Task requirements => In the data below, the answer is the run of lines from the line containing "block up front." through the line containing "pub fn eager(mut", both included; print it exactly and nothing else.

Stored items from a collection
*** Begin section ***
//! Key blocks: runs of `(record offset, key)` pairs.
//!
//! A decoded key block is a plain sequence of
//!
//! ```text
//! record_offset (4 or 8 bytes, BE) | key text | NUL terminator
//! ```
//!
//! where the terminator is two zero bytes for UTF-16 archives. Key blocks are read
//! strictly in file order so that entry ordinals match the archive's own order.

use std::io::{Cursor, Read};

use log::debug;

use crate::storage::block_codec::read_block;
use crate::storage::header::HeaderMetadata;
use crate::storage::key_block_info::{KeyBlockInfo, KeyBlockInfoSection};
use crate::storage::reader_helper::{decode_bytes_to_string, UintReader};
use crate::utils::io_utils::to_usize;
use crate::{MdictError, Result};

/// A key and the logical offset of its record.
#[derive(Debug, Clone, PartialEq, Eq)]
pub struct KeyEntry {
    pub key: String,
    /// Position in the concatenation of all decoded record blocks
    pub record_offset: u64,
}

/// Finds the end of a NUL-terminated key starting at `start`.
/// Returns the key's end and the position after the terminator.
fn key_end(data: &[u8], start: usize, is_utf16: bool) -> Option<(usize, usize)> {
    if is_utf16 {
        let mut pos = start;
        while pos + 1 < data.len() {
            if data[pos] == 0 && data[pos + 1] == 0 {
                return Some((pos, pos + 2));
            }
            pos += 2;
        }
        None
    } else {
        data[start..].iter().position(|&b| b == 0).map(|i| (start + i, start + i + 1))
    }
}

/// Parses one decoded key block.
///
/// # Arguments
///
/// * `data` - Decoded block payload
/// * `header` - Archive header, for the integer width and key encoding
/// * `declared_count` - Number of entries the key-block-info row announced
pub fn parse_key_block(data: &[u8], header: &HeaderMetadata, declared_count: u64) -> Result<Vec<KeyEntry>> {
    let width = header.version.int_width();
    let is_utf16 = header.is_utf16();
    let mut entries = Vec::with_capacity(declared_count.min(data.len() as u64) as usize);
    let mut pos = 0usize;
    while pos < data.len() {
        if data.len() - pos < width {
            return Err(MdictError::corrupt_block(format!("key block ends inside a record offset at {}", pos)));
        }
        let mut reader = UintReader::new(Cursor::new(&data[pos..pos + width]), header.version);
        let record_offset = reader.read_uint()?;
        pos += width;
        let (end, next) = key_end(data, pos, is_utf16)
            .ok_or_else(|| MdictError::corrupt_block(format!("unterminated key at {}", pos)))?;
        let key = decode_bytes_to_string(&data[pos..end], header.encoding);
        entries.push(KeyEntry { key, record_offset });
        pos = next;
    }
    if entries.len() as u64 != declared_count {
        return Err(MdictError::corrupt_block(format!(
            "key block declares {} entries, holds {}", declared_count, entries.len()
        )));
    }
    Ok(entries)
}

fn read_key_block<R: Read>(reader: &mut R, info: &KeyBlockInfo, header: &HeaderMetadata) -> Result<Vec<KeyEntry>> {
    let compressed_len = to_usize(info.compressed_len, "key block size")?;
    let decompressed_len = to_usize(info.decompressed_len, "key block size")?;
    let data = read_block(reader, compressed_len, decompressed_len, false)?;
    parse_key_block(&data, header, info.entry_count)
}

/// Reads every key block described by `section`, in order.
/// The reader must be positioned at the first key block.
pub fn read_key_blocks<R: Read>(reader: &mut R, section: &KeyBlockInfoSection, header: &HeaderMetadata) -> Result<Vec<KeyEntry>> {
    let mut entries = Vec::with_capacity(section.entry_count.min(1 << 16) as usize);
    for (i, info) in section.blocks.iter().enumerate() {
        let block = read_key_block(reader, info, header)?;
        if i + 1 == section.blocks.len() || i % 64 == 0 {
            debug!("Key block {}: {} entries starting at #{}", i, block.len(), info.first_entry);
        }
        entries.extend(block);
    }
    Ok(entries)
}
//! Options controlling how an archive is opened and queried.
//!
//! Options can be built in code or loaded from JSON:
//!
//! ```
//! use mdict_archive::{ArchiveOptions, CacheCapacity};
//!
//! let options = ArchiveOptions::from_json(r#"{ "cache": { "bytes": 8388608 }, "follow_links": true }"#)?;
//! assert_eq!(options.cache, CacheCapacity::Bytes(8 << 20));
//! assert!(options.follow_links);
//! assert!(options.lazy_records);
//! # Ok::<(), mdict_archive::MdictError>(())
//! ```

use serde::{Deserialize, Serialize};

use crate::crypto::encryption::RegistrationKey;
use crate::storage::record_cache::CacheCapacity;
use crate::Result;

#[derive(Debug, Clone, PartialEq, Eq, Serialize, Deserialize)]
#[serde(default)]
pub struct ArchiveOptions {
    /// Bound of the decoded record block cache
    pub cache: CacheCapacity,
    /// Decode record blocks on first use. When false, `open` decodes and verifies
    /// every record block up front.
    pub lazy_records: bool,
    /// Follow `@@@LINK=` redirects when resolving text records
    pub follow_links: bool,
    /// Needed for registered archives only
    pub registration: Option<RegistrationKey>,
}

impl Default for ArchiveOptions {
    fn default() -> Self {
        Self {
            cache: CacheCapacity::default(),
            lazy_records: true,
            follow_links: false,
            registration: None,
        }
    }
}

impl ArchiveOptions {
    pub fn from_json(json: &str) -> Result<Self> {
        Ok(serde_json::from_str(json)?)
    }

    pub fn to_json(&self) -> Result<String> {
        Ok(serde_json::to_string_pretty(self)?)
    }

    pub fn with_cache(mut self, cache: CacheCapacity) -> Self {
        self.cache = cache;
        self
    }

    /// Verify every record block while opening.
    pub fn eager(mut self) -> Self {
        self.lazy_records = false;
        self
    }

    pub fn with_follow_links(mut self, follow_links: bool) -> Self {
        self.follow_links = follow_links;
        self
    }

    pub fn with_registration(mut self, registration: RegistrationKey) -> Self {
        self.registration = Some(registration);
        self
    }
}
// Archive sections and the structures built from them
//
// This module provides the header parser, the block codec shared by every framed
// block, the key index builder, the record block directory and the decoded block cache.

pub mod reader_helper;
pub mod header;
pub mod block_codec;
pub mod key_block_info;
pub mod key_block;
pub mod key_index;
pub mod record_directory;
pub mod record_cache;

pub use header::{ArchiveKind, EncryptionFlags, FormatVersion, HeaderMetadata};
pub use block_codec::decode_block;
pub use key_block_info::{KeyBlockInfo, KeyBlockInfoSection};
pub use key_block::KeyEntry;
pub use key_index::KeyIndex;
pub use record_directory::{RecordBlockDescriptor, RecordBlockDirectory};
pub use record_cache::{CacheCapacity, CacheStats, RecordBlockCache};
pub use reader_helper::UintReader;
*** End section ***
Written response =>
    /// every record block up front.
    pub lazy_records: bool,
    /// Follow `@@@LINK=` redirects when resolving text records
    pub follow_links: bool,
    /// Needed for registered archives only
    pub registration: Option<RegistrationKey>,
}

impl Default for ArchiveOptions {
    fn default() -> Self {
        Self {
            cache: CacheCapacity::default(),
            lazy_records: true,
            follow_links: false,
            registration: None,
        }
    }
}

impl ArchiveOptions {
    pub fn from_json(json: &str) -> Result<Self> {
        Ok(serde_json::from_str(json)?)
    }

    pub fn to_json(&self) -> Result<String> {
        Ok(serde_json::to_string_pretty(self)?)
    }

    pub fn with_cache(mut self, cache: CacheCapacity) -> Self {
        self.cache = cache;
        self
    }

    /// Verify every record block while opening.
    pub fn eager(mut self) -> Self {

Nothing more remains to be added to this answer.